Andrea Bellegarde-Courchene reconnects to her roots as an accomplished fibre artist and recipient of the 2020 Edmonton Artists’ Trust Fund

Plains People (the Cree, Assiniboine, Siksika, and Anishinaabe to name a few) used to gift buffalo robes—tanned hides—by draping them around the shoulders of warriors and hunters when they returned from battle or a successful hunt, or completed the Sundance ceremony. Today, the modern equivalent is a quilted star blanket.

To receive a star blanket indicates that the giver holds you in high esteem. When Andrea Bellegarde-Courchene was growing up, she didn’t yet know about this cultural practice. Bellegarde-Courchene, a skilled fiber artist from Little Black Bear First Nation in Treaty Four, learned to craft the blanket from a cousin. She resisted learning at first. “They looked really difficult and I didn’t feel I was capable of it.”

But after a fall that left her on medical leave for three months, she felt restless. She remembers one morning when she was pacing around the house, from the bedroom to the living room to the kitchen. “I couldn’t even lift my grandson up,” says Bellegarde-Courchene.

“I can honestly say that learning to make them saved me from falling into a depression. It took me two months to make my first blanket, and I’ve been making them ever since,” says Bellegarde-Courchene. At that time, she also got into making ribbon skirts and ribbon shirts.

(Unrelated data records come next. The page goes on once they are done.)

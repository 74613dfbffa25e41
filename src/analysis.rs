// =============================================================================
// Full-Cycle Analysis — per-interval snapshots, resonance, phase and paths
// =============================================================================
//
// Pure orchestration over already-fetched data: one indicator snapshot and
// signal-strength rating per interval, a resonance verdict across the
// timeframes, then phase classification, scenario generation and trading
// suggestions on the primary interval. No I/O happens here — the fetch layer
// (or the demo generator) supplies the candles and market context, so every
// (symbol, interval) analysis can run concurrently with no coordination.

use serde::{Deserialize, Serialize};
use tracing::{debug, warn};

use crate::indicators::{compute_snapshot, IndicatorSnapshot};
use crate::phase::paths::{generate_paths, PathScenario};
use crate::phase::{classify_phase, PhaseResult};
use crate::signal_strength::signal_strength;
use crate::suggestions::{build_suggestions, TradeSuggestions};
use crate::types::{Candle, MarketContext};

/// Minimum number of aligned timeframes for a resonance call.
pub const RESONANCE_MIN_ALIGNED: usize = 3;

/// Snapshot plus conviction rating for one timeframe.
#[derive(Debug, Clone, Serialize, Deserialize)]
pub struct IntervalAnalysis {
    pub interval: String,
    pub snapshot: IndicatorSnapshot,
    pub strength: u8,
}

/// Cross-timeframe alignment verdict.
#[derive(Debug, Clone, Copy, PartialEq, Eq, Serialize, Deserialize)]
#[serde(rename_all = "snake_case")]
pub enum Resonance {
    /// At least [`RESONANCE_MIN_ALIGNED`] timeframes lean bullish.
    Bullish(usize),
    /// At least [`RESONANCE_MIN_ALIGNED`] timeframes lean bearish.
    Bearish(usize),
    None,
}

impl std::fmt::Display for Resonance {
    fn fmt(&self, f: &mut std::fmt::Formatter<'_>) -> std::fmt::Result {
        match self {
            Self::Bullish(n) => write!(f, "bullish resonance ({n} timeframes aligned)"),
            Self::Bearish(n) => write!(f, "bearish resonance ({n} timeframes aligned)"),
            Self::None => write!(f, "no clear resonance"),
        }
    }
}

/// Everything one report run needs, computed in a single pass.
#[derive(Debug, Clone, Serialize)]
pub struct CycleAnalysis {
    pub symbol: String,
    pub intervals: Vec<IntervalAnalysis>,
    pub resonance: Resonance,
    /// Index into `intervals` of the primary timeframe.
    pub primary: usize,
    pub phase: PhaseResult,
    pub paths: Vec<PathScenario>,
    pub suggestions: TradeSuggestions,
    pub context: MarketContext,
}

impl CycleAnalysis {
    pub fn primary_interval(&self) -> &IntervalAnalysis {
        &self.intervals[self.primary]
    }
}

/// Run the full analysis over per-interval candle sets.
///
/// Intervals with an empty candle set are skipped with a warning; returns
/// `None` when no interval has data at all. The primary interval falls back
/// to the first analysable one when the requested interval is missing.
pub fn analyze(
    symbol: &str,
    interval_candles: &[(String, Vec<Candle>)],
    context: &MarketContext,
    primary_interval: &str,
) -> Option<CycleAnalysis> {
    let mut intervals = Vec::with_capacity(interval_candles.len());

    for (interval, candles) in interval_candles {
        match compute_snapshot(candles) {
            Some(snapshot) => {
                let strength = signal_strength(&snapshot);
                debug!(
                    symbol,
                    interval = %interval,
                    candles = candles.len(),
                    trend = %snapshot.trend,
                    strength,
                    "interval analysed"
                );
                intervals.push(IntervalAnalysis {
                    interval: interval.clone(),
                    snapshot,
                    strength,
                });
            }
            None => {
                warn!(symbol, interval = %interval, "no candles for interval — skipping");
            }
        }
    }

    if intervals.is_empty() {
        return None;
    }

    let resonance = detect_resonance(&intervals);

    let primary = intervals
        .iter()
        .position(|ia| ia.interval == primary_interval)
        .unwrap_or(0);

    let snapshot = &intervals[primary].snapshot;
    let phase = classify_phase(
        snapshot,
        context.funding_rate,
        context.open_interest_delta,
    );
    let paths = generate_paths(phase.selected, snapshot.close, snapshot);
    let suggestions = build_suggestions(snapshot, &phase, &paths);

    Some(CycleAnalysis {
        symbol: symbol.to_string(),
        intervals,
        resonance,
        primary,
        phase,
        paths,
        suggestions,
        context: context.clone(),
    })
}

/// Count bullish/bearish-leaning timeframes and call the resonance.
fn detect_resonance(intervals: &[IntervalAnalysis]) -> Resonance {
    let bullish = intervals
        .iter()
        .filter(|ia| ia.snapshot.trend.is_bullish())
        .count();
    let bearish = intervals
        .iter()
        .filter(|ia| ia.snapshot.trend.is_bearish())
        .count();

    if bullish >= RESONANCE_MIN_ALIGNED {
        Resonance::Bullish(bullish)
    } else if bearish >= RESONANCE_MIN_ALIGNED {
        Resonance::Bearish(bearish)
    } else {
        Resonance::None
    }
}

// =============================================================================
// Unit Tests
// =============================================================================
#[cfg(test)]
mod tests {
    use super::*;
    use crate::phase::Phase;

    fn candles_from_closes(closes: &[f64]) -> Vec<Candle> {
        closes
            .iter()
            .enumerate()
            .map(|(i, &close)| Candle {
                open_time: i as i64 * 3_600_000,
                open: close,
                high: close + 1.0,
                low: close - 1.0,
                close,
                volume: 100.0,
            })
            .collect()
    }

    fn rising(n: usize) -> Vec<Candle> {
        candles_from_closes(&(0..n).map(|x| 100.0 + x as f64).collect::<Vec<_>>())
    }

    fn falling(n: usize) -> Vec<Candle> {
        candles_from_closes(&(0..n).rev().map(|x| 100.0 + x as f64).collect::<Vec<_>>())
    }

    #[test]
    fn analyze_requires_some_data() {
        let ctx = MarketContext::default();
        assert!(analyze("BTCUSDT", &[], &ctx, "1h").is_none());
        let empty = vec![("1h".to_string(), Vec::new())];
        assert!(analyze("BTCUSDT", &empty, &ctx, "1h").is_none());
    }

    #[test]
    fn primary_falls_back_to_first_interval() {
        let ctx = MarketContext::default();
        let data = vec![
            ("4h".to_string(), rising(240)),
            ("15m".to_string(), rising(240)),
        ];
        let analysis = analyze("BTCUSDT", &data, &ctx, "1h").unwrap();
        assert_eq!(analysis.primary, 0);
        assert_eq!(analysis.primary_interval().interval, "4h");
    }

    #[test]
    fn bullish_resonance_across_timeframes() {
        let ctx = MarketContext::default();
        let data: Vec<(String, Vec<Candle>)> = ["1d", "4h", "1h", "15m"]
            .iter()
            .map(|iv| (iv.to_string(), rising(240)))
            .collect();
        let analysis = analyze("BTCUSDT", &data, &ctx, "1h").unwrap();
        assert_eq!(analysis.resonance, Resonance::Bullish(4));
    }

    #[test]
    fn mixed_trends_have_no_resonance() {
        let ctx = MarketContext::default();
        let data = vec![
            ("1d".to_string(), rising(240)),
            ("4h".to_string(), falling(240)),
            ("1h".to_string(), rising(240)),
            ("15m".to_string(), falling(240)),
        ];
        let analysis = analyze("BTCUSDT", &data, &ctx, "1h").unwrap();
        assert_eq!(analysis.resonance, Resonance::None);
    }

    #[test]
    fn end_to_end_rising_market_with_positive_funding_is_markup_family() {
        // Strictly increasing closes with full EMA history and positive
        // funding: the selected phase depends on the funding sign and lands
        // in the markup/distribution family.
        let ctx = MarketContext {
            funding_rate: 0.001,
            open_interest: 100_000.0,
            open_interest_delta: 500.0,
            long_short_ratio: Some(1.2),
        };
        let data = vec![("1h".to_string(), rising(240))];
        let analysis = analyze("BTCUSDT", &data, &ctx, "1h").unwrap();

        assert!(matches!(
            analysis.phase.selected,
            Phase::Markup | Phase::Distribution
        ));
        assert_eq!(analysis.paths.len(), 3);
        let total: u32 = analysis.paths.iter().map(|p| p.probability_pct as u32).sum();
        assert_eq!(total, 100);
    }

    #[test]
    fn overheated_funding_tips_rising_market_to_distribution() {
        let ctx = MarketContext {
            funding_rate: 0.05,
            open_interest: 100_000.0,
            open_interest_delta: 0.0,
            long_short_ratio: None,
        };
        let data = vec![("1h".to_string(), rising(240))];
        let analysis = analyze("BTCUSDT", &data, &ctx, "1h").unwrap();
        assert_eq!(analysis.phase.selected, Phase::Distribution);
    }

    #[test]
    fn analysis_is_deterministic() {
        let ctx = MarketContext {
            funding_rate: 0.001,
            open_interest: 100_000.0,
            open_interest_delta: 250.0,
            long_short_ratio: Some(1.1),
        };
        let data = vec![("1h".to_string(), rising(240))];
        let a = analyze("BTCUSDT", &data, &ctx, "1h").unwrap();
        let b = analyze("BTCUSDT", &data, &ctx, "1h").unwrap();
        assert_eq!(a.phase.selected, b.phase.selected);
        assert_eq!(a.phase.confidence, b.phase.confidence);
        assert_eq!(a.resonance, b.resonance);
        assert_eq!(a.paths[0].name, b.paths[0].name);
    }
}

She was contracted to make 10 blankets for a Sundance ceremony. “Every time I would sew, I would play Sundance songs, and then I found a few videos on the teaching,” says Bellegarde-Courchene.

The whole crafting process felt healing, and crafting has been her way to heal and connect to her Cree/Anishinaabe roots. She recalls that she wrapped herself in one of the blankets. “I could just feel myself staring to move. I think that is when I started understanding that my culture is coming out and I am embracing it,” says Bellegarde-Courchene.

Bellegarde-Courchene got into sewing thanks to her mother-in-law, who had her own company. She is not Indigenous but had a wealth of knowledge in the craft. Bellegarde-Courchene used those skills to earn a living. “My job was a sewing job. I used to make hardhat liners for the oil rigs for two years straight,” she says.

Her friend Rebecca Pickard nominated Bellegarde-Courchene for an award through the Edmonton Artists’ Trust fund. The EATF is designed to invest in Edmonton’s creative professionals and to encourage artists to stay in our community.

“I am just so glad to see her work being recognized because she doesn’t have a similar background to other artists you hear about and her work is so beautiful,” says Pickard.

The funds are intended to offset living and working expenses, allowing the artists to devote a concentrated period of time to their artistic activities, career enhancement and/or development.

Bellegarde-Courchene says, “I was just really happy at that point that she wanted to nominate me. It just made me feel like a recognized artist. You know you get that imposter syndrome. So that was really exciting. Receiving the grant just blew my mind.”

With this grant, Bellegarde-Courchene plans to focus on the more artistic aspects of her craft. “I want to make a panel of quilts, and they all represent a page in a story book about our past and present, and the future of our people.”